Belias wrote:
You said
Quote:
[FIRST QUOTE]What you are not listening to, is that serial numbers should not be maintained in the Item Ledger Entry table in a case like this. You are creating too much redundant information.
but before you said
Quote:
[SECOND QUOTE]...As I said in the beginning (and Belias seems to refuse to listen ), the big issue here is not the number of records, it's that Item No. will not be highly selective in this database and that is going to be where the system falls apart.
and that's why i told i was listening to your advice...(i mean the second quote in this post).
These tw quotes are connected, they do NOT contradict one another. You are creating too much redundant information by storing Serial numbers in the Item ledger entry table. Since the Item No is common and only the serial numbers are different, this causes very low selectivity on Item No, which traditionally is a highly selective key in Navision.
If you purchase 100 items on one order, and they all have the same cost, then you need just one Item Ledger entry, and 100 serial number entries.
If you purchase ONE item on a purchase order, and each time you purchase that item it has a different cost, then you have no option except to have 100 separate item ledger entries.

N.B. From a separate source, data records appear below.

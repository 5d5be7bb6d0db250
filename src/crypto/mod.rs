//! Cryptographic utilities for audit provenance
//!
//! Provides:
//! - Canonical JSON hashing (deterministic, cross-language compatible)
//! - Identity-bound record encryption (PBKDF2 + AES-256-GCM)

mod cipher;
mod hash;

pub use cipher::*;
pub use hash::*;
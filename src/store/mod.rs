//! Content-addressed blob storage
//!
//! `BlobStore` backends upload bytes and hand back a content-derived link.
//! `StoreClient` wraps an optional backend and applies envelope unwrapping
//! to everything it fetches.

pub mod envelope;
mod memory;
mod pinning;

use std::sync::Arc;

use async_trait::async_trait;
#[cfg(test)]
use mockall::automock;
use tracing::{debug, instrument};

use crate::domain::{Ciphertext, StorageLink};
use crate::infra::Result;

pub use envelope::{normalize_fetched, UnwrapError};
pub use memory::MemoryBlobStore;
pub use pinning::{PinningConfig, PinningStore};

/// Errors from a storage backend
#[derive(Debug, thiserror::Error)]
pub enum StoreError {
    #[error("storage backend unavailable: {0}")]
    Unavailable(String),

    #[error("content not found at {0}")]
    NotFound(StorageLink),

    #[error("invalid blob: {0}")]
    InvalidBlob(String),

    #[error("no storage backend configured")]
    NotConfigured,
}

/// Upload/fetch backend for a content-addressed store
#[cfg_attr(test, automock)]
#[async_trait]
pub trait BlobStore: Send + Sync {
    /// Upload bytes and return their link
    async fn upload(&self, blob: &[u8]) -> std::result::Result<StorageLink, StoreError>;

    /// Fetch the raw bytes behind a link
    async fn fetch(&self, link: &StorageLink) -> std::result::Result<Vec<u8>, StoreError>;

    /// Backend name for logs
    fn name(&self) -> &'static str;
}

/// Client over an optional blob store
#[derive(Clone, Default)]
pub struct StoreClient {
    backend: Option<Arc<dyn BlobStore>>,
}

impl StoreClient {
    pub fn new(backend: Arc<dyn BlobStore>) -> Self {
        Self {
            backend: Some(backend),
        }
    }

    /// Client with no backend; uploads are skipped by the store flow.
    pub fn unconfigured() -> Self {
        Self { backend: None }
    }

    pub fn is_configured(&self) -> bool {
        self.backend.is_some()
    }

    pub fn backend_name(&self) -> &'static str {
        self.backend.as_ref().map(|b| b.name()).unwrap_or("none")
    }

    fn backend(&self) -> std::result::Result<&Arc<dyn BlobStore>, StoreError> {
        self.backend
            .as_ref()
            .ok_or(StoreError::NotConfigured)
    }

    /// Upload a blob. No retry.
    #[instrument(skip(self, blob), fields(backend = self.backend_name(), bytes = blob.len()))]
    pub async fn upload(&self, blob: &[u8]) -> Result<StorageLink> {
        if blob.is_empty() {
            return Err(StoreError::InvalidBlob("empty blob".to_string()).into());
        }
        let link = self.backend()?.upload(blob).await?;
        debug!(link = %link, "Blob uploaded");
        Ok(link)
    }

    /// Fetch a blob and unwrap it to the contained ciphertext.
    #[instrument(skip(self), fields(backend = self.backend_name()))]
    pub async fn fetch(&self, link: &StorageLink) -> Result<Ciphertext> {
        let bytes = self.backend()?.fetch(link).await?;
        debug!(bytes = bytes.len(), "Blob fetched");
        Ok(normalize_fetched(&bytes)?)
    }
}

impl std::fmt::Debug for StoreClient {
    fn fmt(&self, f: &mut std::fmt::Formatter<'_>) -> std::fmt::Result {
        f.debug_struct("StoreClient")
            .field("backend", &self.backend_name())
            .finish()
    }
}
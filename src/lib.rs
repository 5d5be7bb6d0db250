//! Audit Provenance Library
//!
//! Tamper-evident provenance for audit records: canonical hashing,
//! identity-bound encryption, content-addressed storage and ledger anchoring.
//!
//! ## Modules
//!
//! - [`domain`] - Core value types (records, identities, digests, ledger entries)
//! - [`crypto`] - Canonical JSON hashing and identity-bound encryption
//! - [`store`] - Content-addressed blob storage and envelope unwrapping
//! - [`ledger`] - Ledger anchoring (contract, SQLite, in-memory)
//! - [`orchestrator`] - Store and verify flows
//! - [`identity`] - Connected identity capability
//! - [`notifications`] - Reconnecting push notification channel
//! - [`infra`] - Error taxonomy, clock, graceful shutdown
//! - [`metrics`] - Counters and latency histograms
//! - [`telemetry`] - Logging and OpenTelemetry integration
//! - [`api`] - REST API routes

pub mod api;
pub mod crypto;
pub mod domain;
pub mod identity;
pub mod infra;
pub mod ledger;
pub mod metrics;
pub mod migrations;
pub mod notifications;
pub mod orchestrator;
pub mod server;
pub mod store;
pub mod telemetry;

// Re-export commonly used types
pub use domain::{
    Ciphertext, Digest, Identity, LedgerEntry, Record, RecordId, StorageLink, StorageOutcome,
    StoreReceipt, StoreRequest, TamperWarning, VerifiedRecord,
};

pub use infra::{ErrorKind, ProvenanceError, Result};
pub use orchestrator::{FlowState, ProvenanceOrchestrator, StoreFlow};
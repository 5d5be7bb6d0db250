//! Provenance HTTP server entry point.

#[tokio::main]
async fn main() -> anyhow::Result<()> {
    audit_provenance::server::run().await
}
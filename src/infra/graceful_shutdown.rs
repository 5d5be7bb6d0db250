//! Graceful shutdown handling
//!
//! - Signal handling (SIGTERM, SIGINT)
//! - A watch-based shutdown signal shared with background loops

use tokio::signal;
use tokio::sync::watch;
use tracing::{info, warn};

/// Shutdown signal that can be cloned and shared
#[derive(Clone, Debug)]
pub struct ShutdownSignal {
    watch_rx: watch::Receiver<bool>,
}

impl ShutdownSignal {
    /// Check if shutdown has been initiated
    pub fn is_shutdown(&self) -> bool {
        *self.watch_rx.borrow()
    }

    /// Wait for the shutdown signal
    ///
    /// Also returns if the coordinator is dropped.
    pub async fn wait(&mut self) {
        while !*self.watch_rx.borrow_and_update() {
            if self.watch_rx.changed().await.is_err() {
                return;
            }
        }
    }
}

/// Owner side of the shutdown signal
#[derive(Debug)]
pub struct ShutdownCoordinator {
    watch_tx: watch::Sender<bool>,
}

impl ShutdownCoordinator {
    pub fn new() -> Self {
        let (watch_tx, _) = watch::channel(false);
        Self { watch_tx }
    }

    /// Get a shutdown signal that can be cloned
    pub fn signal(&self) -> ShutdownSignal {
        ShutdownSignal {
            watch_rx: self.watch_tx.subscribe(),
        }
    }

    /// Initiate shutdown
    pub fn shutdown(&self) {
        if self.watch_tx.send_replace(true) {
            return;
        }
        info!("Initiating graceful shutdown...");
    }

    pub fn is_shutdown(&self) -> bool {
        *self.watch_tx.borrow()
    }
}

impl Default for ShutdownCoordinator {
    fn default() -> Self {
        Self::new()
    }
}

/// Wait for SIGTERM or Ctrl+C
pub async fn shutdown_signal() {
    let ctrl_c = async {
        if let Err(e) = signal::ctrl_c().await {
            warn!(error = %e, "Failed to install Ctrl+C handler");
            std::future::pending::<()>().await;
        }
    };

    #[cfg(unix)]
    let terminate = async {
        match signal::unix::signal(signal::unix::SignalKind::terminate()) {
            Ok(mut stream) => {
                stream.recv().await;
            }
            Err(e) => {
                warn!(error = %e, "Failed to install SIGTERM handler");
                std::future::pending::<()>().await;
            }
        }
    };

    #[cfg(not(unix))]
    let terminate = std::future::pending::<()>();

    tokio::select! {
        _ = ctrl_c => {
            info!("Received Ctrl+C, initiating shutdown...");
        }
        _ = terminate => {
            info!("Received SIGTERM, initiating shutdown...");
        }
    }
}
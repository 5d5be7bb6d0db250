//! In-process ledger for tests and local runs

use async_trait::async_trait;
use tokio::sync::RwLock;

use super::{LedgerBackend, LedgerError, LedgerWriteError};
use crate::domain::{Digest, LedgerEntry, RecordId};

/// Append-only vector of entries
#[derive(Debug)]
pub struct MemoryLedger {
    entries: RwLock<Vec<LedgerEntry>>,
    unique: bool,
}

impl Default for MemoryLedger {
    fn default() -> Self {
        Self::new()
    }
}

impl MemoryLedger {
    /// Ledger that rejects a second entry for the same record id
    pub fn new() -> Self {
        Self {
            entries: RwLock::new(Vec::new()),
            unique: true,
        }
    }

    /// Ledger that accepts repeated record ids
    pub fn allowing_duplicates() -> Self {
        Self {
            entries: RwLock::new(Vec::new()),
            unique: false,
        }
    }

    pub async fn entries(&self) -> Vec<LedgerEntry> {
        self.entries.read().await.clone()
    }

    pub async fn len(&self) -> usize {
        self.entries.read().await.len()
    }

    pub async fn is_empty(&self) -> bool {
        self.entries.read().await.is_empty()
    }

    /// Rewrite the digest of an anchored entry, simulating a forged ledger.
    pub async fn forge_digest(&self, record_id: &RecordId, digest: Digest) -> bool {
        let mut entries = self.entries.write().await;
        match entries.iter_mut().find(|e| &e.record_id == record_id) {
            Some(entry) => {
                entry.digest = digest;
                true
            }
            None => false,
        }
    }
}

#[async_trait]
impl LedgerBackend for MemoryLedger {
    async fn append(&self, entry: &LedgerEntry) -> Result<(), LedgerError> {
        let mut entries = self.entries.write().await;
        if self.unique && entries.iter().any(|e| e.record_id == entry.record_id) {
            return Err(LedgerWriteError::Duplicate(entry.record_id.clone()).into());
        }
        entries.push(entry.clone());
        Ok(())
    }

    async fn fetch_page(&self, offset: u64, limit: u64) -> Result<Vec<LedgerEntry>, LedgerError> {
        let entries = self.entries.read().await;
        Ok(entries
            .iter()
            .skip(offset as usize)
            .take(limit as usize)
            .cloned()
            .collect())
    }

    fn name(&self) -> &'static str {
        "memory"
    }
}
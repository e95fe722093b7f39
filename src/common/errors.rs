use std::path::PathBuf;

use thiserror::Error;

/// Error types for a backup run.
/// We use `anyhow` at the top level for CLI error handling,
/// but these typed errors let the job decide what is fatal.
#[derive(Debug, Error)]
pub enum BackupError {
    /// Configuration file is missing
    #[error("Config file not found: '{}'. Run `wsl2-backup config init` to create one", path.display())]
    ConfigNotFound { path: PathBuf },

    /// Configuration file is unreadable or invalid
    #[error("Config error in '{}': {}", path.display(), message)]
    ConfigError { path: PathBuf, message: String },

    /// The instance enumeration command could not be run
    #[error("Failed to enumerate WSL instances: {message}")]
    Enumeration { message: String },

    /// Enumeration succeeded but returned nothing to back up
    #[error("No WSL instances found, nothing to back up")]
    NoInstances,

    /// `wsl --shutdown` failed
    #[error("Failed to shut down WSL: {message}")]
    Shutdown { message: String },

    /// File system operation failed
    #[error("I/O error at '{}': {}", path.display(), source)]
    Io {
        path: PathBuf,
        #[source]
        source: std::io::Error,
    },
}

/// Non-fatal conditions raised by a single prune pass.
#[derive(Debug, Error)]
pub enum RetentionError {
    /// Age-based pruning below one day would delete everything
    #[error("Invalid retention age: {days} days (must be at least 1)")]
    InvalidMaxAge { days: i64 },

    /// Retention directory does not exist
    #[error("Path not found: '{}'", path.display())]
    PathNotFound { path: PathBuf },

    /// File name pattern is not a valid glob
    #[error("Invalid file pattern '{pattern}': {source}")]
    Pattern {
        pattern: String,
        #[source]
        source: glob::PatternError,
    },

    /// Directory listing failed
    #[error("Failed to list '{}': {}", path.display(), source)]
    Listing {
        path: PathBuf,
        #[source]
        source: std::io::Error,
    },
}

But anyway it looks like we are flogging a dead horse here, so lets just drop it. Do what you can with tuning and lets hope it all goes well. I assume you have already done performance testing with the existing 9.7 million entries and that it works fine now, so the key is just to do as much as you can to keep the level of performance you have now for the next few years.
Out of curiosity, how long does it take now to run Adjust Cost just on that one item?